Qu’empressé de l’entendre un peuple le prévienne,
Il n’adoucit jamais aux esprits révoltés
Ses dogmes rigoureux, ses dures vérités.
C’est en vain qu’on murmure, il faut croire, il l’ordonne.
D’un œil indifférent il voit qu’on l’abandonne.
D’un tel législateur quel sera le destin ?
Jadis de la vertu Platon prévit la fin.
A souffrir, disait-il, que

son héros s’apprête :
la rage des méchants doit fondre sur sa tête.
S’il se montre à la terre, à la terre arraché,
Proscrit, frappé, sanglant, à la croix attaché,
Paix secrète du cœur, gage de l’innocence,
C’est toi seule à sa mort qui seras sa défense.
L’oracle est accompli. Le juste est immolé.
Tout s’émeut, et des bords du Jourdain désolé
Au Tibre en un moment le bruit s’en fait entendre.
D’intrépides humains courent pour le répandre :
Ils volent : l’univers est rempli de leur voix.
Repentez-vous, pleurez, et montez à sa croix,
Quel que soit le forfait, la victime l’expie.
Vous avez fait mourir le maître de la vie.
Celui que vos bourreaux traînaient en criminel,
Est l’image, l’éclat, le fils de l’éternel.
Ce Dieu dont la parole enfanta la lumière,
Couché dans un tombeau dormait dans la poussière ;
Mais la mort est vaincue, et l’enfer dépouillé.
La nature a frémi, son Dieu s’est réveillé.
Il vit, nos yeux l’ont vu. Croyez.
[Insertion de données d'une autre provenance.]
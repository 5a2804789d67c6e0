//! Language service backed by a language server child process.

use std::fmt;
use std::process::Stdio;

use anyhow::{Context, Result};
use tokio::io::BufReader;
use tokio::process::{Child, ChildStdin, ChildStdout, Command};
use tower_lsp::lsp_types::Url;

use super::client::LspClient;
use crate::error::LintError;
use crate::validation::{Diagnostic, LanguageService, TextDocument};

/// Program and arguments used to start a language server
#[derive(Debug, Clone, PartialEq, Eq)]
pub struct ServerCommand {
    program: String,
    args: Vec<String>,
}

impl ServerCommand {
    /// Split a command line on whitespace
    pub fn parse(command_line: &str) -> Result<Self, LintError> {
        let mut parts = command_line.split_whitespace().map(str::to_string);
        let program = parts.next().ok_or(LintError::InvalidServerCommand)?;
        Ok(Self {
            program,
            args: parts.collect(),
        })
    }

    pub fn program(&self) -> &str {
        &self.program
    }

    pub fn args(&self) -> &[String] {
        &self.args
    }
}

impl fmt::Display for ServerCommand {
    fn fmt(&self, f: &mut fmt::Formatter<'_>) -> fmt::Result {
        f.write_str(&self.program)?;
        for arg in &self.args {
            write!(f, " {}", arg)?;
        }
        Ok(())
    }
}

struct Session {
    child: Child,
    client: LspClient<BufReader<ChildStdout>, ChildStdin>,
}

/// A [`LanguageService`] that spawns a language server and talks LSP over stdio.
///
/// The server is started on the first validation, so a run that never gets
/// that far never spawns anything.
pub struct StdioLanguageService {
    command: ServerCommand,
    root_uri: Option<Url>,
    session: Option<Session>,
}

impl StdioLanguageService {
    pub fn new(command: ServerCommand) -> Self {
        Self {
            command,
            root_uri: None,
            session: None,
        }
    }

    /// Workspace root advertised in `initialize`
    pub fn with_root_uri(mut self, root_uri: Option<Url>) -> Self {
        self.root_uri = root_uri;
        self
    }

    async fn start(&mut self) -> Result<&mut Session> {
        if self.session.is_none() {
            log::info!("Starting language server: {}", self.command);
            let mut child = Command::new(&self.command.program)
                .args(&self.command.args)
                .stdin(Stdio::piped())
                .stdout(Stdio::piped())
                .stderr(Stdio::inherit())
                .kill_on_drop(true)
                .spawn()
                .with_context(|| format!("failed to spawn `{}`", self.command))?;

            let stdin = child.stdin.take().context("language server stdin unavailable")?;
            let stdout = child
                .stdout
                .take()
                .context("language server stdout unavailable")?;

            let mut client = LspClient::new(BufReader::new(stdout), stdin);
            client.initialize(self.root_uri.as_ref()).await?;
            self.session = Some(Session { child, client });
        }

        self.session
            .as_mut()
            .context("language server session missing after start")
    }
}

#[tower_lsp::async_trait]
impl LanguageService for StdioLanguageService {
    async fn do_validation(&mut self, document: &TextDocument) -> Result<Vec<Diagnostic>> {
        let session = self.start().await?;
        session.client.validate(document).await
    }

    async fn terminate(&mut self) -> Result<()> {
        let Some(Session { mut child, mut client }) = self.session.take() else {
            return Ok(());
        };

        client.shutdown().await?;
        // Dropping the client closes the server's stdin
        drop(client);

        let status = child
            .wait()
            .await
            .context("waiting for language server to exit")?;
        if !status.success() {
            log::warn!("Language server exited with {}", status);
        }
        Ok(())
    }
}

#[cfg(test)]
mod tests {
    use super::*;

    #[test]
    fn parses_command_line() {
        let command = ServerCommand::parse("node  /opt/apidom/server.js --stdio").expect("command");
        assert_eq!(command.program(), "node");
        assert_eq!(command.args(), ["/opt/apidom/server.js", "--stdio"]);
        assert_eq!(command.to_string(), "node /opt/apidom/server.js --stdio");
    }

    #[test]
    fn empty_command_is_rejected() {
        assert!(matches!(
            ServerCommand::parse(" \t "),
            Err(LintError::InvalidServerCommand)
        ));
    }

    #[tokio::test]
    async fn terminate_without_validation_spawns_nothing() {
        let command = ServerCommand::parse("apidom-lint-test-no-such-server").expect("command");
        let mut service = StdioLanguageService::new(command);
        service.terminate().await.expect("terminate is a no-op");
    }

    #[tokio::test]
    async fn missing_server_binary_fails_validation() {
        let command = ServerCommand::parse("apidom-lint-test-no-such-server").expect("command");
        let mut service = StdioLanguageService::new(command);
        let uri = Url::parse("file:///github/workspace/openapi.yaml").expect("uri");
        let document = TextDocument::apidom(uri, "openapi: 3.1.0".to_string());

        let err = service.do_validation(&document).await.unwrap_err();
        assert!(err.to_string().contains("failed to spawn"));
    }
}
Parole étrange !
Ils commandent de croire : on les croit, et tout change.
Simples dans leurs discours, simples dans leurs écrits,
Les accusera-t-on d’éblouir nos esprits ?
Ils comptent leurs erreurs, leur honte, leur faiblesse.
Par eux, de leur naissance apprenant la bassesse,
J’apprends aussi par eux leur infidélité,
Le trouble de leur maître, et sa timidité.
A l’aspect de la mort il s’attriste, il frissonne :
Languissant, prosterné, la force l’abandonne,

Et le calice amer qu’on lui doit présenter,
Loin de lui, s’il pouvait, il voudrait l’écarter.
Est-il donc d’un héros d’écouter la nature ?
Socrate en étouffa jusqu’au moindre murmure.
L’imposture, féconde en discours séduisants,
Eût orné son récit de charmes plus puissants.
Leurs écrits, dites-vous, dépouillés d’artifice,
Ne font point dans leur cœur soupçonner de malice ;
Mais peut-être on les trompe, et séduits les premiers,
Ils ont crû follement des mensonges grossiers.
Si tous ces faits sont faux, ont-ils pu les écrire
Parmi des ennemis prêts à les contredire ?
A peine aux yeux mortels leur maître est disparu :
A toute heure, en tout lieu, tout un peuple l’a vu
Qu’elle a d’autorité l’histoire, qu’en silence
Sont contraints d’écouter des témoins qu’elle offense !
Mais en quel triste état te découvrent mes yeux,
Ville jadis si belle, ô peuple ami des cieux !
Qu’as-tu fait à ton Dieu ? Sa vengeance est certaine.
Comment à tant d’amour succède tant de haine ?
Son bras de jour en jour s’appesantit sur toi,
Et tu ne fus jamais plus zélé pour sa loi.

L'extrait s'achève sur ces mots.